Aparté: aux falaises de Sidi Moussa (Maroc), in memoriam
* Falaises de Sidi Moussa, Bouknadel (Maroc) -
Ci-dessus: 1985 11, crique au pied des falaises de Sidi Moussa, Bouknadel (nord de Rabat-Salé, Maroc) / Photos par Frédéric Bacuez
Ci-dessous: 1985 11, Sidi Moussa à l'automne, après le départ des faucons d'Eléonore vers... Madagascar ! / Photo par Frédéric Bacuez
C'est avec une indicible joie - mais un brin d'étonnement- que j'apprends par le blog 'Moroccan birds'*1 des ornithologues marocains Mohamed Ameziane et Abdelhak Elbanak (Université de Tétouan) que la colonie de faucons d'Eléonore (falco eleonorae, Eleonora's falcon) installée dans les falaises côtières de Sidi Moussa existe toujours, à quelques kilomètres au nord de la capitale chérifienne ! Il y a trente ans, mes premiers émois d'ornithologue en herbe s'étaient affirmés dans ce cadre minéral grandiose, quand je regardais les rapaces s'élancer depuis les falaises pour chasser les oiseaux au-dessus de l'océan ! Imad Cherkaoui et Adel Bouajaja (SEO/BirdLife Maroc, Salé) viennent d'y faire un recensement estival (2011 07 31), avec de belles photos*1: cette année, une vingtaine de couples y nichent*2 tant bien que mal, de plus en plus repoussés vers le nord des 12 kilomètres de grès sableux et instables du quaternaire qui se succèdent dès les faubourgs de Salé : les faucons grégaires n'occupent plus que quelques unes des quarante criques, sur les six kilomètres qui précèdent la célèbre plage des Nations. Car après des décennies de dénichage et de tirs depuis le haut des falaises, c'est désormais l'urbanisation galopante de la métropole de Rabat-Salé qui pourrait mettre un terme à la seule colonie continentale au monde du maritime faucon d'Eléonore ! Les lotissements péri-urbains et les cultures sous serre grignotent la lande qui servait de terrains de chasse, en retrait des aplombs, non seulement aux faucons de quatre espèces (eleonorae, peregrinus, naumanni, tinnunculus) mais aussi aux chevêches d'Athéna (athene noctua) et aux oedicnèmes criards (burhinus oedicnemus) que j'observais, enfant, derrière la ferme laitière de Nortamer. Même si le biome de 300 hectares*3 est répertorié parmi les Sites d'intérêt biologique et écologique (SIBE, un équivalent marocain des Natura 2000 européens) du royaume, aucune mesure de protection ou de surveillance saisonnière (les faucons d'Eléonore sont présents sur les lieux de mai à octobre) n'a été accordée à cet ensemble sauvage de falaises et de promontoires, d'éboulis et de criques au large desquels croisent non seulement les faucons mais aussi, dès l'automne, entre autres espèces pélagiques, des milliers de fous de Bassan (morus bassanus) et labbes sp. (stercorarius sp.) hivernant dans les froides et solaires eaux marocaines.

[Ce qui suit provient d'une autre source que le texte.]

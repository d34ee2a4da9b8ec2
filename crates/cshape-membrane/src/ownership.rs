//! Logical-identity handle table.
//!
//! Native resources are identified by raw addresses, but addresses are
//! recycled: `free(p)` followed by `malloc(n)` may hand back the same `p`.
//! The tracker therefore never keys lifecycle state by address. Each
//! registration mints a fresh [`HandleId`] from a monotonically increasing
//! token counter, and callers hold that token. A token below the counter that
//! is no longer in the live table was released; a token at or above the
//! counter was never issued. This lets the table drop an entry at release
//! time while still classifying a later `release` as a double release.
//!
//! The whole table sits behind a single `parking_lot::Mutex`: a handle can be
//! released on one thread while another thread checks it, and the table
//! structure itself is shared.

use std::collections::{HashMap, VecDeque};
use std::fmt;
use std::sync::OnceLock;

use parking_lot::Mutex;
use serde::Serialize;
use thiserror::Error;

use crate::config::{MembraneConfig, membrane_config};
use crate::metrics::MembraneMetrics;

/// Class of native resource behind a handle.
#[derive(Debug, Clone, Copy, PartialEq, Eq, Hash, PartialOrd, Ord, Serialize)]
#[serde(rename_all = "kebab-case")]
pub enum ResourceClass {
    /// Block from `malloc`/`calloc`/`realloc`.
    HeapBlock,
    /// `FILE*` from `fopen`/`tmpfile`.
    FileStream,
    /// Temporary file name that must be removed.
    TempName,
}

impl ResourceClass {
    /// Stable kebab-case name.
    #[must_use]
    pub const fn as_str(self) -> &'static str {
        match self {
            Self::HeapBlock => "heap-block",
            Self::FileStream => "file-stream",
            Self::TempName => "temp-name",
        }
    }

    /// Parse a kebab-case name.
    #[must_use]
    pub fn from_name(name: &str) -> Option<Self> {
        match name {
            "heap-block" => Some(Self::HeapBlock),
            "file-stream" => Some(Self::FileStream),
            "temp-name" => Some(Self::TempName),
            _ => None,
        }
    }
}

impl fmt::Display for ResourceClass {
    fn fmt(&self, f: &mut fmt::Formatter<'_>) -> fmt::Result {
        f.write_str(self.as_str())
    }
}

/// Allocation-sequence token. Never reused within a tracker.
#[derive(Debug, Clone, Copy, PartialEq, Eq, Hash, PartialOrd, Ord, Serialize)]
pub struct HandleId(u64);

impl HandleId {
    /// Raw token value.
    #[must_use]
    pub const fn token(self) -> u64 {
        self.0
    }

    /// Rebuild an id from a raw token (for handles round-tripped through
    /// external tooling). Unknown tokens are refused by the tracker.
    #[must_use]
    pub const fn from_token(token: u64) -> Self {
        Self(token)
    }
}

impl fmt::Display for HandleId {
    fn fmt(&self, f: &mut fmt::Formatter<'_>) -> fmt::Result {
        write!(f, "#{}", self.0)
    }
}

/// Lifecycle state of a handle.
#[derive(Debug, Clone, Copy, PartialEq, Eq, Serialize)]
#[serde(rename_all = "lowercase")]
pub enum Lifecycle {
    Live,
    Released,
}

/// Opaque handle given to callers: identity, class and the native address
/// passed through verbatim at the call boundary.
#[derive(Debug, Clone, Copy, PartialEq, Eq, Hash, Serialize)]
pub struct Handle {
    pub id: HandleId,
    pub class: ResourceClass,
    pub addr: usize,
}

/// Table entry for a handle.
#[derive(Debug, Clone, Copy, PartialEq, Eq, Serialize)]
pub struct HandleRecord {
    pub handle: Handle,
    pub state: Lifecycle,
    /// Known extent in bytes (heap blocks).
    pub len: Option<usize>,
}

/// Refused tracker operation.
#[derive(Debug, Clone, PartialEq, Eq, Error)]
pub enum OwnershipError {
    #[error("{class} at {addr:#x} is already registered as live handle {existing}")]
    DuplicateRegistration {
        existing: HandleId,
        class: ResourceClass,
        addr: usize,
    },
    #[error("handle {id} released twice{}", describe_class(*.class))]
    DoubleRelease {
        id: HandleId,
        class: Option<ResourceClass>,
    },
    #[error("handle {id} was never registered")]
    UnknownHandle { id: HandleId },
    #[error("handle {id} used after release{}", describe_class(*.class))]
    UseAfterRelease {
        id: HandleId,
        class: Option<ResourceClass>,
    },
    #[error("handle {id} is a {actual}, not a {expected}")]
    ClassMismatch {
        id: HandleId,
        expected: ResourceClass,
        actual: ResourceClass,
    },
    #[error("handle {id} names {actual:#x}, but it owns {recorded:#x}")]
    AddressMismatch {
        id: HandleId,
        recorded: usize,
        actual: usize,
    },
}

impl OwnershipError {
    /// Stable name of the error kind.
    #[must_use]
    pub const fn kind(&self) -> &'static str {
        match self {
            Self::DuplicateRegistration { .. } => "DuplicateRegistration",
            Self::DoubleRelease { .. } => "DoubleRelease",
            Self::UnknownHandle { .. } => "UnknownHandle",
            Self::UseAfterRelease { .. } => "UseAfterRelease",
            Self::ClassMismatch { .. } => "ClassMismatch",
            Self::AddressMismatch { .. } => "AddressMismatch",
        }
    }
}

fn describe_class(class: Option<ResourceClass>) -> String {
    class.map(|c| format!(" ({c})")).unwrap_or_default()
}

/// Advisory snapshot of handles still live at a checkpoint.
#[derive(Debug, Clone, Default, PartialEq, Eq, Serialize)]
pub struct LeakReport {
    pub leaks: Vec<HandleRecord>,
}

impl LeakReport {
    #[must_use]
    pub fn is_clean(&self) -> bool {
        self.leaks.is_empty()
    }

    /// Number of leaked handles of `class`.
    #[must_use]
    pub fn count_of(&self, class: ResourceClass) -> usize {
        self.leaks
            .iter()
            .filter(|r| r.handle.class == class)
            .count()
    }
}

struct HandleTable {
    next_token: u64,
    live: HashMap<HandleId, HandleRecord>,
    live_by_addr: HashMap<usize, HandleId>,
    released: VecDeque<HandleRecord>,
}

impl HandleTable {
    fn new() -> Self {
        Self {
            next_token: 1,
            live: HashMap::new(),
            live_by_addr: HashMap::new(),
            released: VecDeque::new(),
        }
    }

    fn was_issued(&self, id: HandleId) -> bool {
        id.0 != 0 && id.0 < self.next_token
    }

    fn released_class(&self, id: HandleId) -> Option<ResourceClass> {
        self.released
            .iter()
            .rev()
            .find(|r| r.handle.id == id)
            .map(|r| r.handle.class)
    }
}

/// Thread-safe resource ownership tracker.
pub struct OwnershipTracker {
    table: Mutex<HandleTable>,
    config: MembraneConfig,
    metrics: MembraneMetrics,
}

impl OwnershipTracker {
    /// Create an empty tracker with the default configuration.
    #[must_use]
    pub fn new() -> Self {
        Self::with_config(MembraneConfig::default())
    }

    /// Create an empty tracker with an explicit configuration.
    #[must_use]
    pub fn with_config(config: MembraneConfig) -> Self {
        Self {
            table: Mutex::new(HandleTable::new()),
            config,
            metrics: MembraneMetrics::new(),
        }
    }

    #[must_use]
    pub fn config(&self) -> MembraneConfig {
        self.config
    }

    #[must_use]
    pub fn metrics(&self) -> &MembraneMetrics {
        &self.metrics
    }

    /// Register a resource produced by an allocation or open call.
    ///
    /// Mints a fresh identity even when `addr` was used by a handle that has
    /// since been released. Fails with `DuplicateRegistration` if a live
    /// handle already owns `addr`.
    pub fn register(
        &self,
        addr: usize,
        class: ResourceClass,
        len: Option<usize>,
    ) -> Result<Handle, OwnershipError> {
        let mut table = self.table.lock();
        if let Some(&existing) = table.live_by_addr.get(&addr) {
            MembraneMetrics::inc(&self.metrics.duplicate_registrations);
            return Err(OwnershipError::DuplicateRegistration {
                existing,
                class,
                addr,
            });
        }

        let id = HandleId(table.next_token);
        table.next_token += 1;
        let handle = Handle { id, class, addr };
        table.live.insert(
            id,
            HandleRecord {
                handle,
                state: Lifecycle::Live,
                len,
            },
        );
        table.live_by_addr.insert(addr, id);
        MembraneMetrics::inc(&self.metrics.registrations);
        Ok(handle)
    }

    /// Transition `handle` from live to released and drop its table entry.
    pub fn release(&self, handle: Handle) -> Result<HandleRecord, OwnershipError> {
        let mut table = self.table.lock();
        let id = handle.id;

        let Some(record) = table.live.get(&id).copied() else {
            return Err(if table.was_issued(id) {
                MembraneMetrics::inc(&self.metrics.double_releases);
                OwnershipError::DoubleRelease {
                    id,
                    class: table.released_class(id),
                }
            } else {
                MembraneMetrics::inc(&self.metrics.unknown_handles);
                OwnershipError::UnknownHandle { id }
            });
        };

        self.matches_record(&record, handle)?;

        table.live.remove(&id);
        table.live_by_addr.remove(&record.handle.addr);

        let released = HandleRecord {
            state: Lifecycle::Released,
            ..record
        };
        if self.config.release_history > 0 {
            if table.released.len() >= self.config.release_history {
                table.released.pop_front();
            }
            table.released.push_back(released);
        }
        MembraneMetrics::inc(&self.metrics.releases);
        Ok(released)
    }

    /// Verify `handle` is live before an operation dereferences it.
    pub fn check_live(&self, handle: Handle) -> Result<HandleRecord, OwnershipError> {
        let table = self.table.lock();
        let id = handle.id;
        match table.live.get(&id) {
            Some(record) => {
                self.matches_record(record, handle)?;
                MembraneMetrics::inc(&self.metrics.live_checks);
                Ok(*record)
            }
            None if table.was_issued(id) => {
                MembraneMetrics::inc(&self.metrics.uses_after_release);
                Err(OwnershipError::UseAfterRelease {
                    id,
                    class: table.released_class(id),
                })
            }
            None => {
                MembraneMetrics::inc(&self.metrics.unknown_handles);
                Err(OwnershipError::UnknownHandle { id })
            }
        }
    }

    /// A caller's handle must agree with the table on class and address.
    fn matches_record(&self, record: &HandleRecord, handle: Handle) -> Result<(), OwnershipError> {
        if record.handle.class != handle.class {
            MembraneMetrics::inc(&self.metrics.class_mismatches);
            return Err(OwnershipError::ClassMismatch {
                id: handle.id,
                expected: handle.class,
                actual: record.handle.class,
            });
        }
        if record.handle.addr != handle.addr {
            MembraneMetrics::inc(&self.metrics.address_mismatches);
            return Err(OwnershipError::AddressMismatch {
                id: handle.id,
                recorded: record.handle.addr,
                actual: handle.addr,
            });
        }
        Ok(())
    }

    /// Every still-live handle, ordered by identity. Does not mutate state.
    #[must_use]
    pub fn live_snapshot(&self) -> Vec<HandleRecord> {
        let table = self.table.lock();
        let mut records: Vec<HandleRecord> = table.live.values().copied().collect();
        records.sort_by_key(|r| r.handle.id);
        records
    }

    /// Number of live handles.
    #[must_use]
    pub fn live_count(&self) -> usize {
        self.table.lock().live.len()
    }

    /// Designated diagnostic checkpoint: report live handles as potential
    /// leaks when leak checking is enabled. Advisory, never fatal.
    #[must_use]
    pub fn leak_checkpoint(&self) -> LeakReport {
        MembraneMetrics::inc(&self.metrics.leak_checkpoints);
        if !self.config.leak_check.enabled() {
            return LeakReport::default();
        }
        LeakReport {
            leaks: self.live_snapshot(),
        }
    }
}

impl Default for OwnershipTracker {
    fn default() -> Self {
        Self::new()
    }
}

static GLOBAL_TRACKER: OnceLock<OwnershipTracker> = OnceLock::new();

/// Process-wide tracker, configured from the environment on first use.
#[must_use]
pub fn global_tracker() -> &'static OwnershipTracker {
    GLOBAL_TRACKER.get_or_init(|| OwnershipTracker::with_config(membrane_config()))
}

*1 Lire et voir les photos: http://moroccanbirds.blogspot.com/2011/08/eleonoras-falcons-at-bouknadel-colony.html
Ainsi que la galerie photos de faucons d'Eléonore aux falaises de Sidi Moussa, par Rih Saad: http://www.index-dev.net/photors/Web/
Et un dessin par Miguel Angel Pinto d'un faucon d'Eléonore de Sidi Moussa à: http://moroccanbirds.blogspot.com/2011/09/drawing-of-eleonoras-falcon-by-miguel.html
*2 A Sidi Moussa: peut-être 72 couples nicheurs en 1966 à raison de 6 couples par kilomètre de falaise, 63 couples en 1972-1974 et 134 adultes et juvéniles comptés en 1972, 22 à 33 couples en 1980, 21 à 24 couples en 1981, 5 à 10 couples au début des années '90, 20 à 25 couples à la fin des années 2000 (chute de 80 à 90% dans les falaises sud et de 60 à 70% au centre, mais légère remontée des effectifs dans les falaises nord). Au niveau national: 200 couples nicheurs en 1968, 150 couples en 1974, 80- couples en 1980, 725+ couples nicheurs en 2010 (grâce aux Îles Purpuraires d'Essaouira, 678+ couples nicheurs recensés en 2001-2002 contre 180 couples en 1999).
Ainsi que la galerie photos de faucons d'Eléonore aux falaises de Sidi Moussa, par Rih Saad: http://www.index-dev.net/photors/Web/
Et un dessin par Miguel Angel Pinto d'un faucon d'Eléonore de Sidi Moussa à: http://moroccanbirds.blogspot.com/2011/09/drawing-of-eleonoras-falcon-by-miguel.html
*2 A Sidi Moussa: peut-être 72 couples nicheurs en 1966 à raison de 6 couples par kilomètre de falaise, 63 couples en 1972-1974 et 134 adultes et juvéniles comptés en 1972, 22 à 33 couples en 1980, 21 à 24 couples en 1981, 5 à 10 couples au début des années '90, 20 à 25 couples à la fin des années 2000 (chute de 80 à 90% dans les falaises sud et de 60 à 70% au centre, mais légère remontée des effectifs dans les falaises nord). Au niveau national: 200 couples nicheurs en 1968, 150 couples en 1974, 80- couples en 1980, 725+ couples nicheurs en 2010 (grâce aux Îles Purpuraires d'Essaouira, 678+ couples nicheurs recensés en 2001-2002 contre 180 couples en 1999).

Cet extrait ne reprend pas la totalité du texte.